Tuesday, June 6, 2023

Brokeshoulder

 Can't type very well so this will be short, I broke my upper arm last Saturday when I fell. I stepped on a cat's tail. Spent about 4 hours on the floor waiting for herself to come home from an event  in town then 8 hours in the ER and won't get the bone set until day after tomorrow. Had to put some other things on hold like physical therapy. Lessons learned. 






Saturday, June 3, 2023

Adding a little bit

 The after effects of the chemo treatment were worse than I anticipated. The first day was fine. Second through fifth not so much. Primarily because of ... wait for it .... hiccups. Began on the second day and would not stop -- despite all kinds of medications for nausea and vomiting and allergy and what not -- until I concocted a remedy of my own:

*Tums

*Prilosec

*Cold milk

Ta da! Done and dusted.

But for that period of hiccupping constantly, I was miserable. Still fatigued, sleep all the time and then some, and though I'm actually getting physically stronger, I feel weak as well as tired.
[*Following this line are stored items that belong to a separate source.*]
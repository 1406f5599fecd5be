//! Look up an address over WHOIS and RDAP and print the merged results
//!
//! ```text
//! cargo run -p ipwhois --example lookup -- 74.125.225.229
//! ```

use anyhow::Context;
use ipwhois::{IpWhois, RdapLookupOptions, WhoisLookupOptions};
use ipwhois_core::config::LookupConfig;
use tracing::Level;

#[tokio::main]
async fn main() -> anyhow::Result<()> {
    tracing_subscriber::fmt().with_max_level(Level::DEBUG).init();

    let address = std::env::args()
        .nth(1)
        .context("usage: lookup <ip address>")?;

    let config = LookupConfig::from_env()?;
    tracing::info!(proxy = ?config.masked_proxy(), timeout = ?config.timeout, "Using configuration");

    let whois = IpWhois::new(&address, config)?;

    let result = whois.lookup_whois(&WhoisLookupOptions::default()).await?;
    println!("{}", serde_json::to_string_pretty(&result)?);

    let options = RdapLookupOptions {
        depth: 1,
        ..RdapLookupOptions::default()
    };
    let result = whois.lookup_rdap(&options).await?;
    println!("{}", serde_json::to_string_pretty(&result)?);

    Ok(())
}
I still can't walk without a walker or someone holding on to a gait belt and that drives me nuts, but I don't want to fall again. I've lost weight, down to about 155. I eat, though, so I'm not sure why I'm still losing weight. Maybe the cancer just eats up everything. I'll continue to try to get my weight up to 165 or so. My hair is starting to fall out, so I think I'll cut what's left real short and see what happens. Other than that, I feel fine. No pain to speak of. What I do feel is easily controlled with prescribed opioids. I'm grateful for that. 

Ms. Ché is more and more overwhelmed, and I feel terrible about it. I wish there was more I could do and that the feelers I've put out to get her some help were being promptly answered. But you know, any little bit makes a difference.

If I'm on Death's Door, I sure don't feel like it. Nope. Apart from the aforementioned side effects of the chemo I don't feel any different at all. If someone hadn't told me, I wouldn't know I had cancer. On the other hand, I met with the infectious disease specialist the other day. He's the one who cleared the spinal infection last year. He felt terrible that I had such a diagnosis, and he said he went through my charts from last year, every thing he could find, and there was nothing that said or confirmed I had cancer, and direct tests (bone biopsy) were negative. I agreed. There was no solid confirmation of cancer last year, despite high PSA (43) and inconclusive evidence of bone lesions (spine and pelvis) and unidentified carcinoma in one of the biopsies. 

So it was a shock -- to the providers not to me so much -- when tests came back last month conclusively demonstrating advanced prostate cancer, so advanced that I think they're stumped at doing much of anything about it except making me as comfortable as possible. 

Next chemo on the 13th, then four more, then done.